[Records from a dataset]
=====
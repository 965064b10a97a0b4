use indexmap::IndexMap;
use serde::{Deserialize, Serialize};
use tracing::debug;

use crate::config::{ChartConfiguration, LayoutTuning};
use crate::core::primitives::format_number;
use crate::core::{BandScale, BoxStatistics, Bounds, DataRow, LinearScale, palette_color};
use crate::error::ChartResult;
use crate::layout::chrome::{
    AxisSide, BandAxis, TEXT_COLOR, WHITE, push_axis_titles, push_band_axis, push_value_axis,
    tooltip, value_scale,
};
use crate::layout::required;
use crate::render::{
    CanvasLayerKind, CirclePrimitive, Color, LinePrimitive, PathCommand, PathPrimitive,
    RectPrimitive, RenderFrame,
};

/// Summary box of one group.
#[derive(Debug, Clone, PartialEq, Serialize, Deserialize)]
pub struct BoxGroup {
    pub name: String,
    pub stats: BoxStatistics,
    pub color: Color,
    /// Q1..Q3 rectangle in pixels.
    pub box_bounds: Bounds,
    pub center_x: f64,
}

#[derive(Debug, Clone, PartialEq, Serialize, Deserialize)]
pub struct BoxPlotGeometry {
    pub plot: Bounds,
    pub band: BandScale,
    pub value_scale: LinearScale,
    pub groups: Vec<BoxGroup>,
}

impl BoxPlotGeometry {
    #[must_use]
    pub fn group(&self, name: &str) -> Option<&BoxGroup> {
        self.groups.iter().find(|group| group.name == name)
    }
}

pub fn compute_box_plot(
    config: &ChartConfiguration,
    rows: &[DataRow],
    plot: Bounds,
    tuning: &LayoutTuning,
) -> ChartResult<BoxPlotGeometry> {
    let x_field = required(config.x_field(), "xAxis.field")?;
    let measure = required(config.primary_measure(), "series[0].field")?;

    let mut samples: IndexMap<String, Vec<f64>> = IndexMap::new();
    for row in rows {
        let values = samples.entry(row.text(x_field)).or_default();
        if let Some(value) = row.number(measure) {
            values.push(value);
        }
    }

    let mut stats = Vec::with_capacity(samples.len());
    for (name, values) in samples {
        match BoxStatistics::from_values(&values) {
            Some(summary) => stats.push((name, summary)),
            None => debug!(group = %name, "box plot group has no numeric values"),
        }
    }

    let low = stats
        .iter()
        .map(|(_, summary)| summary.min)
        .fold(f64::INFINITY, f64::min);
    let high = stats
        .iter()
        .map(|(_, summary)| summary.max)
        .fold(f64::NEG_INFINITY, f64::max);
    let scale = value_scale(
        low,
        high,
        config.y_axis.as_ref(),
        false,
        tuning,
        (plot.bottom(), plot.y),
    )?;
    let band = BandScale::new(
        stats.iter().map(|(name, _)| name.clone()).collect(),
        plot.x,
        plot.right(),
    )
    .with_padding(0.4, 0.2);

    let palette = config.palette();
    let groups = stats
        .into_iter()
        .enumerate()
        .map(|(index, (name, summary))| {
            let left = band.position_at(index);
            let top = scale.map(summary.q3);
            let bottom = scale.map(summary.q1);
            BoxGroup {
                box_bounds: Bounds::new(left, top.min(bottom), band.bandwidth(), (bottom - top).abs()),
                center_x: left + band.bandwidth() / 2.0,
                color: palette_color(index, palette),
                stats: summary,
                name,
            }
        })
        .collect();

    Ok(BoxPlotGeometry {
        plot,
        band,
        value_scale: scale,
        groups,
    })
}

pub fn append_box_plot_primitives(
    frame: &mut RenderFrame,
    geometry: &BoxPlotGeometry,
    config: &ChartConfiguration,
    tuning: &LayoutTuning,
) {
    let scale = geometry.value_scale;
    push_value_axis(frame, scale, geometry.plot, AxisSide::Left, config.grid, tuning);
    push_band_axis(frame, &geometry.band, geometry.plot, BandAxis::Horizontal, tuning);
    push_axis_titles(frame, config.x_axis.as_ref(), config.y_axis.as_ref(), geometry.plot, tuning);

    for group in &geometry.groups {
        let stats = &group.stats;
        let cx = group.center_x;
        let half_cap = group.box_bounds.width / 4.0;
        let whisker_low = scale.map(stats.whisker_low);
        let whisker_high = scale.map(stats.whisker_high);

        for (from, to) in [
            (scale.map(stats.q3), whisker_high),
            (scale.map(stats.q1), whisker_low),
        ] {
            frame.push_line(
                CanvasLayerKind::Series,
                LinePrimitive::new(cx, from, cx, to, 1.0, TEXT_COLOR),
            );
        }
        for y in [whisker_low, whisker_high] {
            frame.push_line(
                CanvasLayerKind::Series,
                LinePrimitive::new(cx - half_cap, y, cx + half_cap, y, 1.0, TEXT_COLOR),
            );
        }

        let summary = tooltip(config, || {
            format!(
                "{}: min {} / Q1 {} / median {} / Q3 {} / max {}",
                group.name,
                format_number(stats.whisker_low),
                format_number(stats.q1),
                format_number(stats.median),
                format_number(stats.q3),
                format_number(stats.whisker_high)
            )
        });
        let body = group.box_bounds;
        frame.push_rect(
            CanvasLayerKind::Series,
            RectPrimitive::new(body.x, body.y, body.width, body.height, group.color.with_alpha(0.35))
                .with_border(1.5, group.color)
                .with_tooltip(summary),
        );
        let median = scale.map(stats.median);
        frame.push_line(
            CanvasLayerKind::Series,
            LinePrimitive::new(body.x, median, body.right(), median, 2.0, group.color),
        );

        if config.show_mean {
            let y = scale.map(stats.mean);
            let size = 5.0;
            let diamond = vec![
                PathCommand::MoveTo { x: cx, y: y - size },
                PathCommand::LineTo { x: cx + size, y },
                PathCommand::LineTo { x: cx, y: y + size },
                PathCommand::LineTo { x: cx - size, y },
                PathCommand::Close,
            ];
            frame.push_path(
                CanvasLayerKind::Overlay,
                PathPrimitive::filled(diamond, WHITE)
                    .with_stroke(1.5, group.color)
                    .with_tooltip(tooltip(config, || {
                        format!("{} mean: {}", group.name, format_number(stats.mean))
                    })),
            );
        }

        if config.show_outliers {
            for outlier in &stats.outliers {
                frame.push_circle(
                    CanvasLayerKind::Overlay,
                    CirclePrimitive::new(cx, scale.map(*outlier), 3.5, WHITE)
                        .with_stroke(1.5, group.color)
                        .with_tooltip(tooltip(config, || {
                            format!("{} outlier: {}", group.name, format_number(*outlier))
                        })),
                );
            }
        }
    }
}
=====
- **Work task**: Nothing but a number is expected here: the number of lines in the entries that include the word "ChartResult".

- **Answer section**: 2